KANSAS CITY — A Las Vegas-based company and its owners have agreed to plead guilty in connection with incidents of tainted pet food in 2007 that killed potentially thousands of animals.
In a federal court document filed in Kansas City last week, an attorney for Stephen S. Miller, co-owner of ChemNutra Inc., said his client had reached a plea agreement with prosecutors and would change his not guilty plea at a June 16 court hearing.
The filing said Miller's wife, Sally Miller, and ChemNutra also were asking for a delay to their trial, scheduled to begin Monday.
"Counsel does not believe a new trial date is necessary since the defendants will be entering pleas of guilty before the conclusion of the June 2009 trial docket," attorney Lance Sandage wrote in the filing.
Sandage, as well as attorneys for Sally Miller and ChemNutra, didn't immediately return phone calls for comment Tuesday.
The filing said a plea agreement had been signed and forwarded to prosecutors and the court. But Don Ledford, a spokesman for the U.S. Attorney's office for the Western District of Missouri, said the office couldn't release or discuss any plea agreement until it had been approved by a judge.
The Millers and ChemNutra, along with two Chinese companies, were indicted in February 2008 on charges of bringing wheat gluten tainted with the chemical melamine into the U.S., which was then sold to pet food makers. Thousands of cats and dogs reportedly were sickened or died after eating the tainted food.
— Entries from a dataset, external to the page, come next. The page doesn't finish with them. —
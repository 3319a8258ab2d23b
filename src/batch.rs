//! Batch driver: runs schema selection, extraction and validation per file

use anyhow::Result;
use indicatif::{ParallelProgressIterator, ProgressBar};
use rayon::prelude::*;
use std::panic::{self, AssertUnwindSafe};
use std::path::{Path, PathBuf};
use std::sync::atomic::{AtomicBool, Ordering};
use tracing::{debug, error, warn};

use crate::core::extractor::{extract, ExtractOptions};
use crate::core::properties::PropertyDocument;
use crate::core::schematron::SchemaEngine;
use crate::core::svrl::SvrlReport;
use crate::core::validator::{validate, FailedAssertion, Status};
use crate::profile::{Profile, Resolution};
use crate::reporting::report_writer::ReportWriter;

/// Processing stages of one file.
#[derive(Debug, Clone, Copy, PartialEq, Eq)]
pub enum Stage {
    Discovered,
    SchemaResolved,
    SchemaUnmatched,
    Extracted,
    ExtractionFailed,
    Validated,
    ValidationFailed,
    Reported,
}

/// Everything known about one file after processing.
#[derive(Debug, Clone, PartialEq)]
pub struct FileOutcome {
    pub path: PathBuf,
    /// Stages passed through, in order.
    pub stages: Vec<Stage>,
    pub status: Status,
    pub properties: Option<PropertyDocument>,
    pub report: Option<SvrlReport>,
    pub failed_assertions: Vec<FailedAssertion>,
    /// Failure descriptions that are not schema assertions.
    pub diagnostics: Vec<String>,
}

impl FileOutcome {
    fn discovered(path: &Path) -> Self {
        FileOutcome {
            path: path.to_path_buf(),
            stages: vec![Stage::Discovered],
            status: Status::Pass,
            properties: None,
            report: None,
            failed_assertions: Vec::new(),
            diagnostics: Vec::new(),
        }
    }

    /// Current stage.
    pub fn stage(&self) -> Stage {
        self.stages.last().copied().unwrap_or(Stage::Discovered)
    }

    pub fn page_count(&self) -> Option<usize> {
        self.properties.as_ref().map(|p| p.page_count)
    }

    /// All failure descriptions, diagnostics first.
    pub fn descriptions(&self) -> Vec<String> {
        self.diagnostics
            .iter()
            .cloned()
            .chain(self.failed_assertions.iter().map(|a| a.to_string()))
            .collect()
    }

    fn advance(&mut self, stage: Stage) {
        self.stages.push(stage);
    }

    fn fail(&mut self, stage: Stage, description: String) {
        self.stages.push(stage);
        self.status = Status::Fail;
        self.diagnostics.push(description);
    }
}

/// Run-wide state shared by all files.
pub struct BatchContext {
    pub profile: Profile,
    pub engine: Box<dyn SchemaEngine>,
    pub extract_options: ExtractOptions,
    pub verbose: bool,
}

/// Process one file up to the point where it can be reported.
pub fn process_file(ctx: &BatchContext, path: &Path) -> FileOutcome {
    let mut outcome = FileOutcome::discovered(path);

    let schema_path = match ctx.profile.resolve(path) {
        Resolution::Schema(schema_path) => schema_path,
        Resolution::NoMatch => {
            debug!(file = %path.display(), "no schema rule matches");
            outcome.fail(
                Stage::SchemaUnmatched,
                "Name of file or parent directory does not match any schema".to_string(),
            );
            return outcome;
        }
    };
    outcome.advance(Stage::SchemaResolved);

    let schema_source = match ctx.profile.schema_source(&schema_path) {
        Some(source) => source,
        None => {
            outcome.fail(
                Stage::ValidationFailed,
                format!("Schema {} is not loaded", schema_path.display()),
            );
            return outcome;
        }
    };

    let properties = match extract(path, &ctx.extract_options) {
        Ok(properties) => properties,
        Err(e) => {
            warn!(file = %path.display(), "extraction failed: {}", e);
            outcome.fail(Stage::ExtractionFailed, format!("Error extracting properties: {}", e));
            return outcome;
        }
    };
    outcome.advance(Stage::Extracted);

    for (page_number, page) in properties.pages.iter().enumerate() {
        for image in &page.images {
            if let Some(message) = &image.decode_error {
                outcome.status = Status::Fail;
                outcome.diagnostics.push(format!(
                    "Image {} on page {} could not be decoded: {}",
                    image.pdf.xref,
                    page_number + 1,
                    message
                ));
            }
        }
    }

    let validation = validate(ctx.engine.as_ref(), schema_source, &properties, ctx.verbose);
    outcome.advance(if validation.report.is_some() {
        Stage::Validated
    } else {
        Stage::ValidationFailed
    });
    if validation.verdict.status == Status::Fail {
        outcome.status = Status::Fail;
    }
    outcome.failed_assertions = validation.verdict.failed_assertions;
    outcome.report = validation.report;
    outcome.properties = Some(properties);

    debug!(file = %path.display(), status = %outcome.status, "processed");
    outcome
}

/// Counts for the closing summary.
#[derive(Debug, Clone, Copy, Default, PartialEq, Eq)]
pub struct BatchSummary {
    pub processed: usize,
    pub passed: usize,
    pub failed: usize,
    pub interrupted: bool,
}

/// Process `files` and append every outcome to `writer`.
///
/// Files are handled in chunks of `workers`; each chunk runs on the rayon pool
/// and its outcomes are written in input order before the next chunk starts.
/// A set `shutdown` flag stops the run between chunks.
///
/// # Arguments
/// * `ctx` - Profile, engine and options shared by all files
/// * `files` - Files in discovery order
/// * `writer` - Destination of the report, status CSV and failed log
/// * `workers` - Number of files processed at once
/// * `shutdown` - Flag set by the Ctrl-C handler
/// * `progress` - Progress bar advanced once per file
///
/// # Returns
/// Counts of processed, passed and failed files
pub fn run_batch(
    ctx: &BatchContext,
    files: &[PathBuf],
    writer: &mut ReportWriter,
    workers: usize,
    shutdown: &AtomicBool,
    progress: &ProgressBar,
) -> Result<BatchSummary> {
    let mut summary = BatchSummary::default();

    for chunk in files.chunks(workers.max(1)) {
        if shutdown.load(Ordering::SeqCst) {
            summary.interrupted = true;
            break;
        }

        let outcomes: Vec<FileOutcome> = chunk
            .par_iter()
            .progress_with(progress.clone())
            .map(|path| process_isolated(ctx, path))
            .collect();

        for mut outcome in outcomes {
            writer.append_outcome(&outcome)?;
            outcome.advance(Stage::Reported);
            debug!(file = %outcome.path.display(), stages = ?outcome.stages, "reported");

            summary.processed += 1;
            match outcome.status {
                Status::Pass => summary.passed += 1,
                Status::Fail => summary.failed += 1,
            }
        }
    }

    Ok(summary)
}

/// [`process_file`] with panics turned into a failed outcome.
fn process_isolated(ctx: &BatchContext, path: &Path) -> FileOutcome {
    panic::catch_unwind(AssertUnwindSafe(|| process_file(ctx, path))).unwrap_or_else(|_| {
        error!(file = %path.display(), "panic while processing file");
        let mut outcome = FileOutcome::discovered(path);
        outcome.fail(Stage::ExtractionFailed, "Processing aborted by an internal error".to_string());
        outcome
    })
}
Xuzhou Anying Biologic Technology Development Co. and Suzhou Textiles, Silk, Light Industrial Products Arts and Crafts I/E Co. were indicted on 13 felony counts of introduction of adulterated food into interstate commerce and 13 felony counts of introduction of misbranded food into interstate commerce.
The indictment also names Mao Linzhun, Xuzhou's owner, and Zhen Hao Chen, Suzhou's president.
ChemNutra and the Millers were charged with 13 misdemeanor counts of introduction of adulterated food into interstate commerce, 13 misdemeanor counts of introduction of misbranded food into interstate commerce and one felony count of conspiracy to commit wire fraud.
The indictments alleged that Suzhou Textiles, an export broker, mislabeled 880 short tons, or more than 1.5 million pounds, of tainted wheat gluten manufactured by Xuzhou to avoid inspection in China. Suzhou then did not properly declare the contaminated product it shipped to the U.S. as a material to be used in food, the indictment said.
It also said the shipment was falsely declared to the Chinese government in a way that would avoid a mandatory inspection of the company's plants.
According to the indictment, ChemNutra picked up the melamine-tainted product at a port of entry in Kansas City, then sold it to makers of various brands of pet foods. The indictment alleges that Xuzhou added the melamine to artificially boost the protein content of the gluten to meet the requirements specified in Suzhou's contract with ChemNutra.
Prosecutors said adding the melamine, which would allow it to pass chemical inspections for protein content, was cheaper than actually adding protein to the gluten.
They added at the time that prosecutors weren't alleging that the Millers and ChemNutra knew that the product was toxic, only that they were aware the product had been shipped into the U.S. under false pretenses and failed to notify their customers.
At the time of the indictments, prosecutors acknowledged that they had little ability to prosecute the two Chinese companies. They said Chinese authorities closed Xuzhou shortly after its connection to the melamine scare was discovered.